Nothing in the data below may be left out; return all of it exactly.

Saved entries |
-----

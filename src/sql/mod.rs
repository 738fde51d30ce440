//! Parameter binding: values always travel as statement arguments, never as SQL text.

pub mod params;
pub use params::*;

-----

FINAL ANSWER |
filename src/sql/mod.rs
repository 738fde51d30ce440
//! Parameter binding: values always travel as statement arguments, never as SQL text.

pub mod params;
pub use params::*;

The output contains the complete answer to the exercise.